--- START ---
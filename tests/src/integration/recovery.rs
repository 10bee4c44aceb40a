//! # Bus Recovery Scenarios
//!
//! Broker outages as seen from both ends: every live session is told the
//! connection is gone, both sides keep retrying, and the feed comes back
//! with fresh snapshots once the broker does.

#[cfg(test)]
mod tests {
    use std::time::Duration;

    use shared_types::ProducerEpoch;
    use sq_01_feed_adapter::FeedStatus;

    use crate::integration::fixtures::{eventually, Deployment, WATCHDOG};

    const ITEMS: [&str; 3] = ["item1", "item10", "item30"];

    #[tokio::test(flavor = "multi_thread", worker_threads = 4)]
    async fn test_outage_yields_one_inactive_delta_per_item() {
        let d = Deployment::new(&ITEMS);
        let generator = d.start_generator(77);
        assert!(
            eventually(|| ITEMS
                .iter()
                .all(|item| d.consumer.count(0, item, |e| e.is_live_snapshot()) == 1))
            .await
        );

        let mark = d.consumer.mark();
        d.broker.set_available(false);

        assert!(eventually(|| d.adapter.status() == FeedStatus::Down).await);
        assert!(eventually(|| generator.subscription_count() == 0).await);
        // Longer than a watchdog interval: nothing else may turn up.
        tokio::time::sleep(WATCHDOG + Duration::from_millis(200)).await;

        for item in ITEMS {
            let events = d.consumer.for_item(mark, item);
            let inactive: Vec<_> = events.iter().filter(|e| e.is_inactive()).collect();
            assert_eq!(inactive.len(), 1, "{item}");
            assert!(!inactive[0].is_snapshot);
            assert_eq!(events.last().map(|e| e.is_inactive()), Some(true));
        }

        generator.shutdown();
    }

    #[tokio::test(flavor = "multi_thread", worker_threads = 4)]
    async fn test_feed_recovers_when_broker_returns() {
        let d = Deployment::new(&ITEMS);
        let generator = d.start_generator(77);
        assert!(eventually(|| d.adapter.status() == FeedStatus::Up).await);

        d.broker.set_available(false);
        assert!(eventually(|| d.adapter.status() == FeedStatus::Down).await);
        // A few failed attempts on both sides.
        tokio::time::sleep(Duration::from_millis(100)).await;
        let mark = d.consumer.mark();

        d.broker.set_available(true);

        assert!(eventually(|| d.adapter.status() == FeedStatus::Up).await);
        // Same producer run, but the generator forgot every subscription.
        assert_eq!(d.adapter.producer_epoch(), Some(ProducerEpoch(77)));
        assert!(eventually(|| generator.subscription_count() == 3).await);
        assert!(
            eventually(|| ITEMS
                .iter()
                .all(|item| d.consumer.count(mark, item, |e| !e.is_snapshot) >= 1
                    && d.consumer.count(mark, item, |e| e.is_live_snapshot()) == 1))
            .await
        );
        assert!(d.adapter.pending_requests().is_empty());

        generator.shutdown();
    }

    #[tokio::test(flavor = "multi_thread", worker_threads = 4)]
    async fn test_flapping_broker_settles_on_one_session() {
        let d = Deployment::new(&ITEMS);
        let generator = d.start_generator(77);
        assert!(eventually(|| d.adapter.status() == FeedStatus::Up).await);

        for _ in 0..5 {
            d.broker.set_available(false);
            tokio::time::sleep(Duration::from_millis(15)).await;
            d.broker.set_available(true);
            tokio::time::sleep(Duration::from_millis(15)).await;
        }

        assert!(eventually(|| d.adapter.status() == FeedStatus::Up).await);
        assert!(eventually(|| generator.subscription_count() == 3).await);

        assert!(
            eventually(|| ITEMS
                .iter()
                .all(|item| d.consumer.count(0, item, |e| e.is_live_snapshot()) >= 2))
            .await
        );

        // Settled: only deltas from here on.
        tokio::time::sleep(Duration::from_millis(100)).await;
        let mark = d.consumer.mark();
        tokio::time::sleep(Duration::from_millis(300)).await;
        let events = d.consumer.since(mark);

        assert!(!events.is_empty());
        assert!(events.iter().all(|e| !e.is_snapshot && !e.is_inactive()));
        assert_eq!(d.adapter.producer_epoch(), Some(ProducerEpoch(77)));
        assert!(d.adapter.pending_requests().is_empty());

        generator.shutdown();
    }
}
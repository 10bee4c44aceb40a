//! # Feed Telemetry
//!
//! Observability for both ends of the stock quotes feed.
//!
//! ## Components
//!
//! - **Logging**: `tracing-subscriber` registry with an `EnvFilter` and
//!   either a pretty or a JSON formatting layer
//! - **Metrics**: Prometheus counters and gauges in a process-wide registry,
//!   rendered in the text exposition format by `encode_metrics`
//!
//! ## Usage
//!
//! ```rust,ignore
//! use feed_telemetry::{init_telemetry, TelemetryConfig};
//!
//! fn main() {
//!     let _guard = init_telemetry(&TelemetryConfig::from_env()).expect("telemetry");
//!     // Logs and metrics are now being collected
//! }
//! ```
//!
//! ## Environment Variables
//!
//! | Variable | Default | Description |
//! |----------|---------|-------------|
//! | `OTEL_SERVICE_NAME` | `stockquotes-feed` | Service name attached to log output |
//! | `SQ_LOG_LEVEL` / `RUST_LOG` | `info` | Log level filter |
//! | `SQ_JSON_LOGS` | `false` (`true` in containers) | JSON formatted logs |
//! | `SQ_CONSOLE_OUTPUT` | `true` | Emit logs to stdout at all |

mod config;
mod logging;
pub mod metrics;

pub use config::TelemetryConfig;
pub use logging::init_logging;
pub use metrics::{encode_metrics, register_metrics, MetricsHandle};

use thiserror::Error;

/// Telemetry initialization errors
#[derive(Error, Debug)]
pub enum TelemetryError {
    #[error("Failed to initialize logging: {0}")]
    LoggingInit(String),

    #[error("Failed to initialize Prometheus metrics: {0}")]
    MetricsInit(String),
}

/// Initialize logging and register every metric.
///
/// Returns a guard that should be held for the lifetime of the process.
pub fn init_telemetry(config: &TelemetryConfig) -> Result<TelemetryGuard, TelemetryError> {
    // Metrics first, so counters bumped during logging setup are not lost.
    let metrics = register_metrics()?;
    init_logging(config)?;

    Ok(TelemetryGuard { _metrics: metrics })
}

/// Guard that keeps telemetry active.
pub struct TelemetryGuard {
    _metrics: MetricsHandle,
}

impl Drop for TelemetryGuard {
    fn drop(&mut self) {
        tracing::info!("Shutting down telemetry...");
    }
}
--- END ---
# YOUR TASK
In the listing above, start at the line with "rendered in the", go on through the line with "log output |", and copy each of those lines exactly; leave out all the rest.

# ANSWER SPACE
//!   rendered in the text exposition format by `encode_metrics`
//!
//! ## Usage
//!
//! ```rust,ignore
//! use feed_telemetry::{init_telemetry, TelemetryConfig};
//!
//! fn main() {
//!     let _guard = init_telemetry(&TelemetryConfig::from_env()).expect("telemetry");
//!     // Logs and metrics are now being collected
//! }
//! ```
//!
//! ## Environment Variables
//!
//! | Variable | Default | Description |
//! |----------|---------|-------------|
//! | `OTEL_SERVICE_NAME` | `stockquotes-feed` | Service name attached to log output |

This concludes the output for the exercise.